**Task statement**
The response should be a faithful copy of every record, with nothing left out.

**Data section**
• • • •
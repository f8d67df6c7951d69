//! # 协作式取消令牌
//!
//! 批次循环在每个文件之前检查一次，正在执行的外部进程不会被打断。
//!
//! ## 依赖关系
//! - 被 `batch/runner.rs`, `batch/dispatch.rs` 使用
//! - 被 `commands/run.rs` 的 Ctrl-C 处理器触发

use std::sync::atomic::{AtomicBool, Ordering};
use std::sync::Arc;

/// 可克隆的取消令牌
#[derive(Debug, Clone, Default)]
pub struct CancelToken {
    flag: Arc<AtomicBool>,
}

impl CancelToken {
    pub fn new() -> Self {
        Self::default()
    }

    /// 请求取消，返回是否为首次请求
    pub fn cancel(&self) -> bool {
        !self.flag.swap(true, Ordering::SeqCst)
    }

    pub fn is_cancelled(&self) -> bool {
        self.flag.load(Ordering::SeqCst)
    }
}

#[cfg(test)]
mod tests {
    use super::*;

    #[test]
    fn test_clones_share_flag() {
        let token = CancelToken::new();
        let other = token.clone();
        assert!(!token.is_cancelled());
        assert!(other.cancel());
        assert!(!other.cancel());
        assert!(token.is_cancelled());
    }
}
//! # 数据模型模块
//!
//! 定义作业配置、运行状态与进度。
//!
//! ## 依赖关系
//! - 被 `batch/` 和 `commands/` 使用
//! - 子模块: job, state

pub mod job;
pub mod state;

pub use job::JobConfig;
pub use state::{Progress, RunState};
• • • •
**Written answer**
repository f8d67df6c7951d69
//! # 协作式取消令牌
//!
//! 批次循环在每个文件之前检查一次，正在执行的外部进程不会被打断。
//!
//! ## 依赖关系
//! - 被 `batch/runner.rs`, `batch/dispatch.rs` 使用
//! - 被 `commands/run.rs` 的 Ctrl-C 处理器触发

use std::sync::atomic::{AtomicBool, Ordering};
use std::sync::Arc;

/// 可克隆的取消令牌
#[derive(Debug, Clone, Default)]
pub struct CancelToken {
    flag: Arc<AtomicBool>,
}

impl CancelToken {
    pub fn new() -> Self {
        Self::default()
    }

    /// 请求取消，返回是否为首次请求
    pub fn cancel(&self) -> bool {
        !self.flag.swap(true, Ordering::SeqCst)
    }

    pub fn is_cancelled(&self) -> bool {
        self.flag.load(Ordering::SeqCst)
    }
}

#[cfg(test)]
mod tests {
    use super::*;

    #[test]
    fn test_clones_share_flag() {
        let token = CancelToken::new();
        let other = token.clone();
        assert!(!token.is_cancelled());
        assert!(other.cancel());
        assert!(!other.cancel());
        assert!(token.is_cancelled());
    }
}
//! # 数据模型模块
//!
//! 定义作业配置、运行状态与进度。
//!
//! ## 依赖关系
//! - 被 `batch/` 和 `commands/` 使用
//! - 子模块: job, state

pub mod job;
pub mod state;

pub use job::JobConfig;
pub use state::{Progress, RunState};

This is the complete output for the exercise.